When we think about the future of television, we often have something science fiction in mind, something fifty years down the road, something which shows a marked and radical departure from the television experience we are familiar with today.
But what if I were to say that the future of television isn’t so different from what we have today? What if I were to say that it’s not about VR headsets and holograms but more about the way we interact with video? You might think I’m not creative enough or thinking out of the box enough. On the contrary, I’d argue that the components of television’s future are already in play today and, if we look hard enough, we can see the future of television right now.
The Move to IP
At the heart of this evolution of the television experience is a fundamental movement by network operators to shift delivery of video content from QAM (which stands for quadrature amplitude modulation, the format by which digital cable channels are encoded and transmitted via cable television providers) to IP. The reasoning is simple—it’s monumentally cheaper. But there’s more to it than just cost savings. By shifting to IP, network operators (like your cable company) can enable the delivery of content to a host of different devices. Smartphones. Tablets. Computers. Rokus. And that’s important because it’s what their subscribers are clamoring for. Failing to provide them anytime, anywhere access means consumers will go elsewhere for their content which has long-reaching implications for bottom line revenue. But it also signals something else; a different way to look at video. It’s becoming less of a “signal” than it is a stream of data that can be manipulated, moved around, and ultimately shaped to meet individual needs and experiences.
It’s All About Data
Right now, many content owners and distributors still see video as discrete assets. They see a video as an immutable object, like a book, housed in a library ready for viewing.

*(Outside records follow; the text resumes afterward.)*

// Copyright (C) 2021 Parity Technologies (UK) Ltd.
// SPDX-License-Identifier: GPL-3.0-or-later WITH Classpath-exception-2.0

// This program is free software: you can redistribute it and/or modify
// it under the terms of the GNU General Public License as published by
// the Free Software Foundation, either version 3 of the License, or
// (at your option) any later version.

// This program is distributed in the hope that it will be useful,
// but WITHOUT ANY WARRANTY; without even the implied warranty of
// MERCHANTABILITY or FITNESS FOR A PARTICULAR PURPOSE. See the
// GNU General Public License for more details.

// You should have received a copy of the GNU General Public License
// along with this program. If not, see <https://www.gnu.org/licenses/>.

//! The host key-value store boundary. The real store format (keying,
//! pruning, serialization of values) belongs to the host; this crate only
//! depends on the [`ClientStore`] trait.

#[cfg(not(feature = "std"))]
use alloc::vec::Vec;

#[cfg(any(test, feature = "test-vectors"))]
use std::collections::BTreeMap;

use beefy_client_primitives::{ConsensusState, Height};

use crate::error::Error;

/// Host-provided key-value store for `ClientState`/`ConsensusState` values.
pub trait ClientStore {
	/// Fetch the raw bytes stored at `key`.
	fn get(&self, key: &[u8]) -> Option<Vec<u8>>;
	/// Store `value` at `key`.
	fn set(&mut self, key: &[u8], value: Vec<u8>);
	/// Remove the value at `key`, if any.
	fn delete(&mut self, key: &[u8]);

	/// The stored consensus state heights immediately before and after
	/// `height`, needed by `CheckForMisbehaviour`'s monotonic-timestamp
	/// check.
	fn neighbouring_consensus_state_heights(
		&self,
		height: Height,
	) -> (Option<Height>, Option<Height>);

	/// Fetch the `ConsensusState` stored at `height`, if any.
	fn consensus_state(&self, height: Height) -> Option<ConsensusState>;

	/// Persist `state` at `height`.
	fn set_consensus_state(&mut self, height: Height, state: ConsensusState);
}

/// An in-memory [`ClientStore`] for tests. Never a production default: the
/// real key-value format is a host concern.
#[cfg(any(test, feature = "test-vectors"))]
#[derive(Debug, Default)]
pub struct MemoryClientStore {
	kv: BTreeMap<Vec<u8>, Vec<u8>>,
	consensus_states: BTreeMap<Height, ConsensusState>,
}

#[cfg(any(test, feature = "test-vectors"))]
impl MemoryClientStore {
	/// An empty store.
	pub fn new() -> Self {
		Self::default()
	}
}

#[cfg(any(test, feature = "test-vectors"))]
impl ClientStore for MemoryClientStore {
	fn get(&self, key: &[u8]) -> Option<Vec<u8>> {
		self.kv.get(key).cloned()
	}

	fn set(&mut self, key: &[u8], value: Vec<u8>) {
		self.kv.insert(key.to_vec(), value);
	}

	fn delete(&mut self, key: &[u8]) {
		self.kv.remove(key);
	}

	fn neighbouring_consensus_state_heights(
		&self,
		height: Height,
	) -> (Option<Height>, Option<Height>) {
		let prev = self.consensus_states.keys().filter(|h| **h < height).next_back().copied();
		let next = self.consensus_states.keys().find(|h| **h > height).copied();
		(prev, next)
	}

	fn consensus_state(&self, height: Height) -> Option<ConsensusState> {
		self.consensus_states.get(&height).cloned()
	}

	fn set_consensus_state(&mut self, height: Height, state: ConsensusState) {
		self.consensus_states.insert(height, state);
	}
}

#[cfg(all(test, feature = "test-vectors"))]
mod tests {
	use super::*;

	#[test]
	fn memory_store_roundtrips_kv() {
		let mut store = MemoryClientStore::new();
		store.set(b"k", b"v".to_vec());
		assert_eq!(store.get(b"k"), Some(b"v".to_vec()));
		store.delete(b"k");
		assert_eq!(store.get(b"k"), None);
	}

	#[test]
	fn memory_store_finds_neighbouring_heights() {
		let mut store = MemoryClientStore::new();
		let h10 = Height::new(10);
		let h20 = Height::new(20);
		let h30 = Height::new(30);
		store.set_consensus_state(h10, ConsensusState { timestamp: 1, root: [0u8; 32] });
		store.set_consensus_state(h30, ConsensusState { timestamp: 3, root: [0u8; 32] });

		let (prev, next) = store.neighbouring_consensus_state_heights(h20);
		assert_eq!(prev, Some(h10));
		assert_eq!(next, Some(h30));
	}
}
// Copyright (C) 2021 Parity Technologies (UK) Ltd.
// SPDX-License-Identifier: GPL-3.0-or-later WITH Classpath-exception-2.0

// This program is free software: you can redistribute it and/or modify
// it under the terms of the GNU General Public License as published by
// the Free Software Foundation, either version 3 of the License, or
// (at your option) any later version.

// This program is distributed in the hope that it will be useful,
// but WITHOUT ANY WARRANTY; without even the implied warranty of
// MERCHANTABILITY or FITNESS FOR A PARTICULAR PURPOSE. See the
// GNU General Public License for more details.

// You should have received a copy of the GNU General Public License
// along with this program. If not, see <https://www.gnu.org/licenses/>.

//! The client state machine: `verify_client_message`, `check_for_misbehaviour`,
//! `update_state_on_misbehaviour` and `update_state`.

#[cfg(not(feature = "std"))]
use alloc::{vec, vec::Vec};

use codec::Encode;
use log::{debug, warn};

use beefy_client_primitives::{
	AuthoritySet, BeefyMmrLeaf, ClientMessage, ClientState, ConsensusState, Header, Height,
	ParaIdAndHeader,
};
use beefy_client_merkle::{IndexedLeaf, MerkleMultiProof};

use crate::{
	error::Error,
	hasher::{keccak_256, recover_address, Keccak256},
	limits::Limits,
	membership::{ExtrinsicProofVerifier, HostHeaderCodec},
	mmr::{leaf_index_to_mmr_size, MmrBatchProof, MmrLeaf},
	store::ClientStore,
};

/// Super-majority threshold for an authority set of size `len`: `⌈2n/3⌉ + 1`.
fn authority_threshold(len: u32) -> u32 {
	(2 * len) / 3 + 1
}

/// Dispatch a [`ClientMessage`] to its verification routine.
///
/// Only `Header` is handled; like the upstream client this was distilled
/// from, anything else is an unrecognized client-message type rather than a
/// case this function validates.
pub fn verify_client_message(
	client_state: &mut ClientState,
	message: &ClientMessage,
	limits: &Limits,
) -> Result<(), Error> {
	if client_state.is_frozen() {
		warn!(target: "beefy-light-client", "rejecting client message: client is frozen");
		return Err(Error::ClientFrozen);
	}

	match message {
		ClientMessage::Header(header) => verify_header(client_state, header, limits),
		ClientMessage::Misbehaviour(_) => Err(Error::InvalidClientType),
	}
}

fn verify_header(
	client_state: &mut ClientState,
	header: &Header,
	limits: &Limits,
) -> Result<(), Error> {
	let client = &header.client_state;
	let signed_commitment = &client.signed_commitment;
	let commitment = &signed_commitment.commitment;

	if signed_commitment.signatures.len() as u32 > limits.max_signatures
		|| header.consensus_state_update.parachain_headers.len() as u32
			> limits.max_parachain_headers
		|| client.authorities_proof.len() as u32 > limits.max_proof_items
		|| client.mmr_proof.len() as u32 > limits.max_proof_items
		|| header.consensus_state_update.mmr_proofs.len() as u32 > limits.max_proof_items
	{
		return Err(Error::InvalidCommitment);
	}

	// Checking signatures is expensive, so check that the sparse signature
	// set can possibly meet either authority set's threshold before doing
	// any recovery work.
	let signature_count = signed_commitment.signatures.len() as u32;
	if authority_threshold(client_state.authority.len) > signature_count
		|| authority_threshold(client_state.next_authority_set.len) > signature_count
	{
		debug!(
			target: "beefy-light-client",
			"commitment for block {} has {} signatures, below the super-majority threshold",
			commitment.block_number, signature_count,
		);
		return Err(Error::CommitmentNotFinal);
	}

	let updated_authority = if commitment.validator_set_id == client_state.authority.id {
		false
	} else if commitment.validator_set_id == client_state.next_authority_set.id {
		true
	} else {
		return Err(Error::AuthoritySetUnknown(
			commitment.validator_set_id,
			client_state.authority.id,
			client_state.next_authority_set.id,
		));
	};

	let authority_set =
		if updated_authority { &client_state.next_authority_set } else { &client_state.authority };

	let commitment_bytes = commitment.encode();
	let commitment_hash = keccak_256(&commitment_bytes);

	let mut authority_leaves = Vec::with_capacity(signed_commitment.signatures.len());
	for signature in &signed_commitment.signatures {
		let address = recover_address(&commitment_hash, &signature.signature)?;
		authority_leaves.push(IndexedLeaf {
			hash: keccak_256(&address),
			index: signature.authority_index as u64,
		});
	}

	let authorities_proof = MerkleMultiProof {
		total_count: authority_set.len as u64,
		leaves: authority_leaves,
		proof: client.authorities_proof.clone(),
	};
	let authorities_valid = authorities_proof
		.verify::<Keccak256>(&authority_set.authority_root)
		.map_err(|_| Error::AuthoritySetUnknown(
			commitment.validator_set_id,
			client_state.authority.id,
			client_state.next_authority_set.id,
		))?;
	if !authorities_valid {
		return Err(Error::AuthoritySetUnknown(
			commitment.validator_set_id,
			client_state.authority.id,
			client_state.next_authority_set.id,
		));
	}

	if commitment.block_number > client_state.latest_beefy_height {
		// A trust-advancing commitment with no "mh" payload leaves the trust
		// anchor untouched; it is not an error, and parachain-heads
		// re-anchoring below still runs against the unchanged MMR root.
		if let Some(mmr_root) = commitment.mmr_root() {
			if mmr_root.len() != 32 {
				return Err(Error::InvalidCommitment);
			}

			let mmr_leaf_bytes = client.mmr_leaf.encode();
			let mmr_size = leaf_index_to_mmr_size(client.mmr_leaf_index);
			let leaf_proof = MmrBatchProof {
				mmr_size,
				leaves: vec![MmrLeaf {
					hash: keccak_256(&mmr_leaf_bytes),
					leaf_index: client.mmr_leaf_index,
				}],
				proof: client.mmr_proof.clone(),
			};

			let mut expected_root = [0u8; 32];
			expected_root.copy_from_slice(mmr_root);
			if !leaf_proof.verify(&expected_root)? {
				return Err(Error::FailedVerifyMMRLeaf);
			}

			client_state.latest_beefy_height = commitment.block_number;
			client_state.mmr_root_hash = expected_root;
			debug!(
				target: "beefy-light-client",
				"advanced trust to block {}", commitment.block_number,
			);

			if updated_authority {
				debug!(
					target: "beefy-light-client",
					"rotated authority set {} -> {}",
					client_state.authority.id, client_state.next_authority_set.id,
				);
				client_state.authority = client_state.next_authority_set.clone();
				client_state.next_authority_set = client.mmr_leaf.beefy_next_authority_set.clone();
			}
		}
	}

	verify_parachain_headers(client_state, header)
}

fn verify_parachain_headers(client_state: &ClientState, header: &Header) -> Result<(), Error> {
	let mut mmr_leaves = Vec::with_capacity(header.consensus_state_update.parachain_headers.len());

	for proof in &header.consensus_state_update.parachain_headers {
		let heads_leaf = ParaIdAndHeader {
			para_id: client_state.para_id,
			header: proof.parachain_header.clone(),
		};
		let heads_leaf_hash = keccak_256(&heads_leaf.encode());

		let heads_proof = MerkleMultiProof {
			total_count: proof.heads_total_count as u64,
			leaves: vec![IndexedLeaf { hash: heads_leaf_hash, index: proof.heads_leaf_index }],
			proof: proof.parachain_heads_proof.clone(),
		};
		let parachain_heads_root =
			heads_proof.root::<Keccak256>().map_err(|_| Error::InvalidParachainHeadsProof)?;

		let leaf = BeefyMmrLeaf::from_partial(proof.partial_mmr_leaf.clone(), parachain_heads_root);
		let leaf_bytes = leaf.encode();

		let leaf_index = leaf_index_for_block_number(
			client_state,
			proof.partial_mmr_leaf.parent_number.wrapping_add(1),
		);

		mmr_leaves.push(MmrLeaf { hash: keccak_256(&leaf_bytes), leaf_index: leaf_index as u64 });
	}

	if mmr_leaves.is_empty() {
		return Ok(());
	}

	let batch_proof = MmrBatchProof {
		mmr_size: header.consensus_state_update.mmr_size,
		leaves: mmr_leaves,
		proof: header.consensus_state_update.mmr_proofs.clone(),
	};

	if !batch_proof.verify(&client_state.mmr_root_hash)? {
		return Err(Error::FailedVerifyMMRLeaf);
	}

	Ok(())
}

/// Leaf index for the MMR leaf whose parent is `block_number - 1`, i.e. the
/// leaf produced at `block_number`.
///
/// Replicates the upstream client's arithmetic exactly, including its
/// asymmetry with [`block_number_for_leaf_index`] when
/// `beefy_activation_block != 0`: the two are not true inverses there, and
/// this core does not paper over that with "fixed" arithmetic.
pub fn leaf_index_for_block_number(client_state: &ClientState, block_number: u32) -> u32 {
	if client_state.beefy_activation_block == 0 {
		block_number.wrapping_sub(1)
	} else {
		client_state.beefy_activation_block.wrapping_sub(block_number.wrapping_add(1))
	}
}

/// Inverse-in-spirit of [`leaf_index_for_block_number`] used when a host
/// needs to map a trusted leaf back to the block number it commits to.
pub fn block_number_for_leaf_index(client_state: &ClientState, leaf_index: u32) -> u32 {
	if client_state.beefy_activation_block == 0 {
		leaf_index.wrapping_add(1)
	} else {
		client_state.beefy_activation_block.wrapping_add(leaf_index)
	}
}

/// Detect duplicate-height and BFT-time-violation misbehaviour.
///
/// A `Misbehaviour` message is treated as already validated by
/// [`verify_client_message`]'s caller and always reports misbehaviour; a
/// `Header` is checked against the store for a conflicting or
/// non-monotonic consensus state.
pub fn check_for_misbehaviour<S: ClientStore, C: HostHeaderCodec, E: ExtrinsicProofVerifier>(
	store: &S,
	host_codec: &C,
	extrinsic_verifier: &E,
	message: &ClientMessage,
) -> Result<bool, Error> {
	match message {
		ClientMessage::Misbehaviour(_) => Ok(true),
		ClientMessage::Header(header) => {
			let first = header
				.consensus_state_update
				.parachain_headers
				.first()
				.ok_or(Error::InvalidParachainHeader)?;
			let decoded = host_codec.decode_header(&first.parachain_header)?;
			let height = Height::new(decoded.number as u64);
			let ibc_root =
				decoded.ibc_commitment_root().ok_or(Error::MissingIbcCommitmentDigest)?;
			if ibc_root.len() != 32 {
				return Err(Error::MissingIbcCommitmentDigest);
			}
			let mut ibc_root_bytes = [0u8; 32];
			ibc_root_bytes.copy_from_slice(ibc_root);

			if let Some(prev) = store.consensus_state(height) {
				let conflicting = prev.root != ibc_root_bytes;
				if conflicting {
					warn!(
						target: "beefy-light-client",
						"conflicting consensus state root at height {:?}", height,
					);
				}
				return Ok(conflicting);
			}

			let new_timestamp =
				extrinsic_verifier.timestamp_from_proof(&decoded.extrinsics_root, &first.extrinsic_proof)?;

			let (prev_height, next_height) = store.neighbouring_consensus_state_heights(height);

			if let Some(prev_height) = prev_height {
				if let Some(prev_state) = store.consensus_state(prev_height) {
					if prev_state.timestamp >= new_timestamp {
						return Ok(true);
					}
				}
			}

			if let Some(next_height) = next_height {
				if let Some(next_state) = store.consensus_state(next_height) {
					if next_state.timestamp <= new_timestamp {
						return Ok(true);
					}
				}
			}

			Ok(false)
		},
	}
}

/// Freeze the client following detected misbehaviour. Terminal: a frozen
/// client rejects every subsequent `verify_client_message` call.
pub fn update_state_on_misbehaviour(client_state: &mut ClientState) {
	warn!(target: "beefy-light-client", "freezing client after detected misbehaviour");
	client_state.frozen = true;
}

/// Persist a `ConsensusState` for every newly-seen parachain height carried
/// by `header`, returning the heights written.
pub fn update_state<S: ClientStore, C: HostHeaderCodec, E: ExtrinsicProofVerifier>(
	store: &mut S,
	header: &Header,
	host_codec: &C,
	extrinsic_verifier: &E,
) -> Result<Vec<Height>, Error> {
	let mut written = Vec::new();

	for proof in &header.consensus_state_update.parachain_headers {
		let decoded = host_codec.decode_header(&proof.parachain_header)?;
		let height = Height::new(decoded.number as u64);

		if store.consensus_state(height).is_some() {
			continue;
		}

		let timestamp = extrinsic_verifier
			.timestamp_from_proof(&decoded.extrinsics_root, &proof.extrinsic_proof)?;
		let root = decoded.ibc_commitment_root().ok_or(Error::MissingIbcCommitmentDigest)?;
		if root.len() != 32 {
			return Err(Error::MissingIbcCommitmentDigest);
		}
		let mut root_bytes = [0u8; 32];
		root_bytes.copy_from_slice(root);

		store.set_consensus_state(height, ConsensusState { timestamp, root: root_bytes });
		written.push(height);
	}

	Ok(written)
}

#[cfg(all(test, feature = "test-vectors"))]
mod tests {
	use super::*;

	fn sample_authority(id: u64, len: u32) -> AuthoritySet {
		AuthoritySet { id, len, authority_root: [0u8; 32] }
	}

	#[test]
	fn authority_threshold_matches_super_majority() {
		assert_eq!(authority_threshold(1), 1);
		assert_eq!(authority_threshold(3), 3);
		assert_eq!(authority_threshold(4), 3);
		assert_eq!(authority_threshold(100), 67);
	}

	#[test]
	fn frozen_client_rejects_any_message() {
		let mut client_state = ClientState {
			para_id: 2000,
			latest_beefy_height: 10,
			mmr_root_hash: [0u8; 32],
			beefy_activation_block: 0,
			authority: sample_authority(0, 3),
			next_authority_set: sample_authority(1, 3),
			frozen: true,
		};
		let message = ClientMessage::Misbehaviour(beefy_client_primitives::Misbehaviour {
			height: 1,
			reason: vec![],
		});
		assert_eq!(
			verify_client_message(&mut client_state, &message, &Limits::default()),
			Err(Error::ClientFrozen)
		);
	}

	#[test]
	fn leaf_index_bijection_matches_activation_zero_case() {
		let client_state = ClientState {
			para_id: 2000,
			latest_beefy_height: 10,
			mmr_root_hash: [0u8; 32],
			beefy_activation_block: 0,
			authority: sample_authority(0, 3),
			next_authority_set: sample_authority(1, 3),
			frozen: false,
		};
		assert_eq!(leaf_index_for_block_number(&client_state, 1), 0);
		assert_eq!(leaf_index_for_block_number(&client_state, 11), 10);
		assert_eq!(
			block_number_for_leaf_index(&client_state, leaf_index_for_block_number(&client_state, 11)),
			11
		);
	}

	#[test]
	fn leaf_index_bijection_is_not_invertible_after_activation() {
		let client_state = ClientState {
			para_id: 2000,
			latest_beefy_height: 10,
			mmr_root_hash: [0u8; 32],
			beefy_activation_block: 100,
			authority: sample_authority(0, 3),
			next_authority_set: sample_authority(1, 3),
			frozen: false,
		};
		let leaf_index = leaf_index_for_block_number(&client_state, 105);
		let round_tripped = block_number_for_leaf_index(&client_state, leaf_index);
		assert_ne!(round_tripped, 105);
	}
}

But that’s not the future. In the future, video is just a form of data, a stream of 1s and 0s that can be manipulated to fit the context into which it is being delivered—the device, the location, or the individual user. The best example of this today is Amazon. The retail and streaming giant doesn’t see video as an object, but rather, a part of a bigger data pool that provides them details about the user; details they can use to customize the video and commerce experience. What happens when you watch a video through Amazon Prime? Recommended products change. Ads change. The amazon.com experience shifts to reflect the user’s taste in movies. The video itself is just another piece of data in a larger pie.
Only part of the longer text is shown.